The Southern African Customs Union (SACU) remains stuck in a colonial-era design.

Addressing the elephant in the room, he said, “For too long, Namibia has relied on SACU receipts as a fiscal crutch. For decades, we have treated the Southern African Customs Union (SACU) as a national ATM. Receipts have bolstered our reserves to N$51.9 billion, but this is passive wealth. 

We must move from a revenue-sharing mindset to a regional value chain strategy.” He called for a move towards Namibia not just being a transit corridor for South African goods but a manufacturing hub that processes its own lithium and rare earths before they leave the borders.

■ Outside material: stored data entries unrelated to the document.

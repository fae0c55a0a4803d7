//! Argon2id password hashing.
//!
//! Shared by the customers and reviews services so both store the same hash
//! format.

use argon2::{
    Argon2,
    password_hash::{PasswordHash, PasswordHasher, PasswordVerifier, SaltString},
};
use rand_core::OsRng;

/// Minimum password length accepted at registration.
pub const MIN_PASSWORD_LENGTH: usize = 8;

/// Errors from password hashing and verification.
#[derive(thiserror::Error, Debug, Clone)]
pub enum PasswordError {
    /// The password does not meet minimum requirements.
    #[error("password must be at least {MIN_PASSWORD_LENGTH} characters")]
    TooShort,
    /// Hashing failed (salt generation or parameter error).
    #[error("failed to hash password")]
    Hash,
    /// The password does not match the stored hash.
    #[error("password verification failed")]
    Mismatch,
}

/// Validate password requirements before hashing.
///
/// # Errors
///
/// Returns `PasswordError::TooShort` if the password is under
/// [`MIN_PASSWORD_LENGTH`] characters.
pub fn validate_password(password: &str) -> Result<(), PasswordError> {
    if password.len() < MIN_PASSWORD_LENGTH {
        return Err(PasswordError::TooShort);
    }
    Ok(())
}

/// Hash a password using Argon2id with a fresh random salt.
///
/// # Errors
///
/// Returns `PasswordError::Hash` if hashing fails.
pub fn hash_password(password: &str) -> Result<String, PasswordError> {
    let salt = SaltString::generate(&mut OsRng);
    let argon2 = Argon2::default();

    argon2
        .hash_password(password.as_bytes(), &salt)
        .map(|hash| hash.to_string())
        .map_err(|_| PasswordError::Hash)
}

/// Verify a password against a stored hash.
///
/// # Errors
///
/// Returns `PasswordError::Mismatch` if the hash is malformed or the password
/// does not match.
pub fn verify_password(password: &str, hash: &str) -> Result<(), PasswordError> {
    let parsed_hash = PasswordHash::new(hash).map_err(|_| PasswordError::Mismatch)?;
    let argon2 = Argon2::default();

    argon2
        .verify_password(password.as_bytes(), &parsed_hash)
        .map_err(|_| PasswordError::Mismatch)
}

#[cfg(test)]
#[allow(clippy::unwrap_used)]
mod tests {
    use super::*;

    #[test]
    fn test_hash_and_verify() {
        let hash = hash_password("correct horse battery").unwrap();
        assert!(verify_password("correct horse battery", &hash).is_ok());
        assert!(verify_password("wrong password", &hash).is_err());
    }

    #[test]
    fn test_hashes_are_salted() {
        let a = hash_password("same input").unwrap();
        let b = hash_password("same input").unwrap();
        assert_ne!(a, b);
    }

    #[test]
    fn test_validate_password_length() {
        assert!(validate_password("short").is_err());
        assert!(validate_password("long enough").is_ok());
    }
}
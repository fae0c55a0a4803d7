//! Database operations for the reviews service.
//!
//! One SQLite database file per service; this one holds two tables:
//!
//! - `reviews` - product reviews with flag and moderation state
//! - `users` - login accounts with hashed passwords and roles
//!
//! The schema is created at startup with `CREATE TABLE IF NOT EXISTS`; there
//! is no migration system.

pub mod reviews;
pub mod users;

use std::str::FromStr;
use std::time::Duration;

use sqlx::SqlitePool;
use sqlx::sqlite::{SqliteConnectOptions, SqliteJournalMode, SqlitePoolOptions};
use thiserror::Error;

/// Errors returned by repository operations.
#[derive(Debug, Error)]
pub enum RepositoryError {
    /// Database error from sqlx.
    #[error("database error: {0}")]
    Database(#[from] sqlx::Error),

    /// Data in the database is corrupted or invalid.
    #[error("data corruption: {0}")]
    DataCorruption(String),

    /// Requested entity was not found.
    #[error("not found")]
    NotFound,

    /// Constraint violation (e.g., duplicate username).
    #[error("constraint violation: {0}")]
    Conflict(String),
}

/// Create a SQLite connection pool with sensible defaults.
///
/// The database file is created on first use; WAL mode and a busy timeout
/// keep concurrent request handlers from tripping over the single writer.
///
/// # Errors
///
/// Returns `sqlx::Error` if the URL is invalid or the connection fails.
pub async fn create_pool(database_url: &str) -> Result<SqlitePool, sqlx::Error> {
    let options = SqliteConnectOptions::from_str(database_url)?
        .create_if_missing(true)
        .journal_mode(SqliteJournalMode::Wal)
        .busy_timeout(Duration::from_secs(5));

    SqlitePoolOptions::new()
        .max_connections(5)
        .acquire_timeout(Duration::from_secs(10))
        .connect_with(options)
        .await
}

/// Create the reviews and users tables if they do not exist yet.
///
/// # Errors
///
/// Returns `sqlx::Error` if a DDL statement fails.
pub async fn init_schema(pool: &SqlitePool) -> Result<(), sqlx::Error> {
    sqlx::query(
        r"
        CREATE TABLE IF NOT EXISTS reviews (
            review_id INTEGER PRIMARY KEY AUTOINCREMENT NOT NULL,
            product_name TEXT NOT NULL,
            customer_username TEXT NOT NULL,
            rating INTEGER NOT NULL,
            comment TEXT NOT NULL DEFAULT '',
            flagged INTEGER NOT NULL DEFAULT 0,
            moderated TEXT NOT NULL DEFAULT 'unmoderated',
            created_at TEXT NOT NULL
        )
        ",
    )
    .execute(pool)
    .await?;

    sqlx::query(
        r"
        CREATE TABLE IF NOT EXISTS users (
            user_id INTEGER PRIMARY KEY AUTOINCREMENT NOT NULL,
            username TEXT UNIQUE NOT NULL,
            password_hash TEXT NOT NULL,
            role TEXT NOT NULL DEFAULT 'user'
        )
        ",
    )
    .execute(pool)
    .await?;

    Ok(())
}

/// In-memory pool for repository tests. A single connection keeps the
/// `:memory:` database alive for the lifetime of the pool.
#[cfg(test)]
#[allow(clippy::unwrap_used)]
pub(crate) async fn test_pool() -> SqlitePool {
    let pool = SqlitePoolOptions::new()
        .max_connections(1)
        .connect("sqlite::memory:")
        .await
        .unwrap();
    init_schema(&pool).await.unwrap();
    pool
}
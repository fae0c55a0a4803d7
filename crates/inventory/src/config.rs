//! Inventory service configuration loaded from environment variables.
//!
//! # Environment Variables
//!
//! ## Optional
//! - `SOUK_INVENTORY_DATABASE_URL` - SQLite database URL
//!   (default: `sqlite://inventory.db`)
//! - `SOUK_INVENTORY_HOST` - Bind address (default: 127.0.0.1)
//! - `SOUK_INVENTORY_PORT` - Listen port (default: 7002)

use std::net::{IpAddr, SocketAddr};

use thiserror::Error;

/// Configuration errors that can occur during loading.
#[derive(Debug, Error)]
pub enum ConfigError {
    #[error("Invalid environment variable {0}: {1}")]
    InvalidEnvVar(String, String),
}

/// Inventory service configuration.
#[derive(Debug, Clone)]
pub struct InventoryConfig {
    /// SQLite database URL.
    pub database_url: String,
    /// IP address to bind the server to.
    pub host: IpAddr,
    /// Port to listen on.
    pub port: u16,
}

impl InventoryConfig {
    /// Load configuration from environment variables.
    ///
    /// Calls `dotenvy::dotenv()` to load from `.env` file if present.
    ///
    /// # Errors
    ///
    /// Returns `ConfigError` if a variable is present but unparseable.
    pub fn from_env() -> Result<Self, ConfigError> {
        // Load .env file if present (ignore errors if not found)
        let _ = dotenvy::dotenv();

        let database_url =
            get_env_or_default("SOUK_INVENTORY_DATABASE_URL", "sqlite://inventory.db");
        let host = get_env_or_default("SOUK_INVENTORY_HOST", "127.0.0.1")
            .parse::<IpAddr>()
            .map_err(|e| {
                ConfigError::InvalidEnvVar("SOUK_INVENTORY_HOST".to_string(), e.to_string())
            })?;
        let port = get_env_or_default("SOUK_INVENTORY_PORT", "7002")
            .parse::<u16>()
            .map_err(|e| {
                ConfigError::InvalidEnvVar("SOUK_INVENTORY_PORT".to_string(), e.to_string())
            })?;

        Ok(Self {
            database_url,
            host,
            port,
        })
    }

    /// Returns the socket address for binding the server.
    #[must_use]
    pub const fn socket_addr(&self) -> SocketAddr {
        SocketAddr::new(self.host, self.port)
    }
}

/// Get an environment variable with a default value.
fn get_env_or_default(key: &str, default: &str) -> String {
    std::env::var(key).unwrap_or_else(|_| default.to_string())
}
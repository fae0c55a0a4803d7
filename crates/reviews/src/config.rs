//! Reviews service configuration loaded from environment variables.
//!
//! # Environment Variables
//!
//! ## Required
//! - `SOUK_JWT_SECRET` - HMAC secret for signing tokens (min 32 characters)
//!
//! ## Optional
//! - `SOUK_REVIEWS_DATABASE_URL` - SQLite database URL
//!   (default: `sqlite://reviews.db`)
//! - `SOUK_REVIEWS_HOST` - Bind address (default: 127.0.0.1)
//! - `SOUK_REVIEWS_PORT` - Listen port (default: 7004)
//! - `SOUK_JWT_TTL_MINUTES` - Token lifetime in minutes (default: 1440)

use std::net::{IpAddr, SocketAddr};

use secrecy::SecretString;
use thiserror::Error;

/// Minimum length for the JWT signing secret.
const MIN_JWT_SECRET_LENGTH: usize = 32;

/// Configuration errors that can occur during loading.
#[derive(Debug, Error)]
pub enum ConfigError {
    #[error("Missing required environment variable: {0}")]
    MissingEnvVar(String),

    #[error("Invalid environment variable {0}: {1}")]
    InvalidEnvVar(String, String),
}

/// Reviews service configuration.
#[derive(Debug, Clone)]
pub struct ReviewsConfig {
    /// SQLite database URL.
    pub database_url: String,
    /// IP address to bind the server to.
    pub host: IpAddr,
    /// Port to listen on.
    pub port: u16,
    /// HMAC secret for signing JWTs.
    pub jwt_secret: SecretString,
    /// Token lifetime in minutes.
    pub jwt_ttl_minutes: i64,
}

impl ReviewsConfig {
    /// Load configuration from environment variables.
    ///
    /// Calls `dotenvy::dotenv()` to load from `.env` file if present.
    ///
    /// # Errors
    ///
    /// Returns `ConfigError` if a required variable is missing, the JWT
    /// secret is too short, or a variable is unparseable.
    pub fn from_env() -> Result<Self, ConfigError> {
        // Load .env file if present (ignore errors if not found)
        let _ = dotenvy::dotenv();

        let database_url = get_env_or_default("SOUK_REVIEWS_DATABASE_URL", "sqlite://reviews.db");
        let host = get_env_or_default("SOUK_REVIEWS_HOST", "127.0.0.1")
            .parse::<IpAddr>()
            .map_err(|e| {
                ConfigError::InvalidEnvVar("SOUK_REVIEWS_HOST".to_string(), e.to_string())
            })?;
        let port = get_env_or_default("SOUK_REVIEWS_PORT", "7004")
            .parse::<u16>()
            .map_err(|e| {
                ConfigError::InvalidEnvVar("SOUK_REVIEWS_PORT".to_string(), e.to_string())
            })?;

        let jwt_secret = std::env::var("SOUK_JWT_SECRET")
            .map_err(|_| ConfigError::MissingEnvVar("SOUK_JWT_SECRET".to_string()))?;
        if jwt_secret.len() < MIN_JWT_SECRET_LENGTH {
            return Err(ConfigError::InvalidEnvVar(
                "SOUK_JWT_SECRET".to_string(),
                format!("must be at least {MIN_JWT_SECRET_LENGTH} characters"),
            ));
        }

        let jwt_ttl_minutes = get_env_or_default("SOUK_JWT_TTL_MINUTES", "1440")
            .parse::<i64>()
            .map_err(|e| {
                ConfigError::InvalidEnvVar("SOUK_JWT_TTL_MINUTES".to_string(), e.to_string())
            })?;

        Ok(Self {
            database_url,
            host,
            port,
            jwt_secret: SecretString::from(jwt_secret),
            jwt_ttl_minutes,
        })
    }

    /// Returns the socket address for binding the server.
    #[must_use]
    pub const fn socket_addr(&self) -> SocketAddr {
        SocketAddr::new(self.host, self.port)
    }
}

/// Get an environment variable with a default value.
fn get_env_or_default(key: &str, default: &str) -> String {
    std::env::var(key).unwrap_or_else(|_| default.to_string())
}

#[cfg(test)]
#[allow(clippy::unwrap_used)]
mod tests {
    use super::*;

    #[test]
    fn test_socket_addr() {
        let config = ReviewsConfig {
            database_url: "sqlite://reviews.db".to_string(),
            host: "127.0.0.1".parse().unwrap(),
            port: 7004,
            jwt_secret: SecretString::from("0123456789abcdef0123456789abcdef"),
            jwt_ttl_minutes: 1440,
        };

        let addr = config.socket_addr();
        assert_eq!(addr.ip().to_string(), "127.0.0.1");
        assert_eq!(addr.port(), 7004);
    }
}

Surviving this boat, he said, also involves the reformation of the revenue-sharing formula to reward value-addition within Namibia’s borders, not just consumption.

“If we do not industrialise, we are simply subsidising the manufacturing sectors of our neighbours while our youth remain unemployed,” he argued.

Moreover, the MP has also criticised state-owned enterprises for having become a “fiscal haemorrhage”. “Our State-owned enterprises (SOEs) have become drainage pipes for the fiscus. In 2026, we can no longer afford the luxury of bailing out inefficiency. The solution is not wholesale privatisation to the highest foreign bidder but rather social listing,” he said.

He wants a portion of these entities listed on the Namibia Stock Exchange (NSX), allowing ordinary Namibians and GIPF to hold them accountable. In like manner, the neighbouring South African government has also recently intensified its stance against bailing out inefficient SOEs, with Parliament halting financial bailouts and demanding improved governance while shifting financial priorities.

Moreover, Aupindi also advocated that the economy start balancing in favour of the Black majority.

While Black Namibians dominate the informal sector, representing up to a third of Namibia’s output, he said they remain financially excluded.

Hengari

Meanwhile, Popular Democratic Movement MP Inna Hengari noted that the suffocating weight of debt servicing now claims nearly 18% of revenue, and the wage bill consumes the fiscal space needed for capital formation and sustainable growth.

While at these, she also pointed to the secondary industries, manufacturing and construction, that she says have also weakened to 2.8%, signalling softer domestic demand and investment.

She added that only the tertiary sector, driven by wholesale, retail, and transport, offers limited resilience at 3.8%.

“The N$1.7 billion provided for civil service salary adjustments is politically unavoidable if we are to maintain morale and stability in health, education, and security. Yet this expenditure is overwhelmingly consumption-oriented. It delivers short-term relief but generates almost no multiplier effect toward future growth,” she said.

She added that with total operational spending now surpassing N$80 billion, accounting for more than 75% of the N$106.1 billion budget envelope, developmental spending, by contrast, is squeezed to the point of stagnation. The gravest threat, however, she warned, is the accelerating debt-servicing burden, “the interest cost trap”.

Public debt stands approximately at N$177.1 billion. Interest payments are forecast to reach N$16.2 billion in FY2026/27 from N$14.3 billion in the previous year.

“Public debt stands at 65.2% of GDP, with 27% held in short-term Treasury bills that must be rolled over frequently and at potentially higher rates. Recent liquidity pressures, the N$12.9 billion Eurobond maturity and the N$2 billion International Monetary Fund Rapid Financing Instrument repayment have already strained reserves and forced difficult trade-offs,” she added.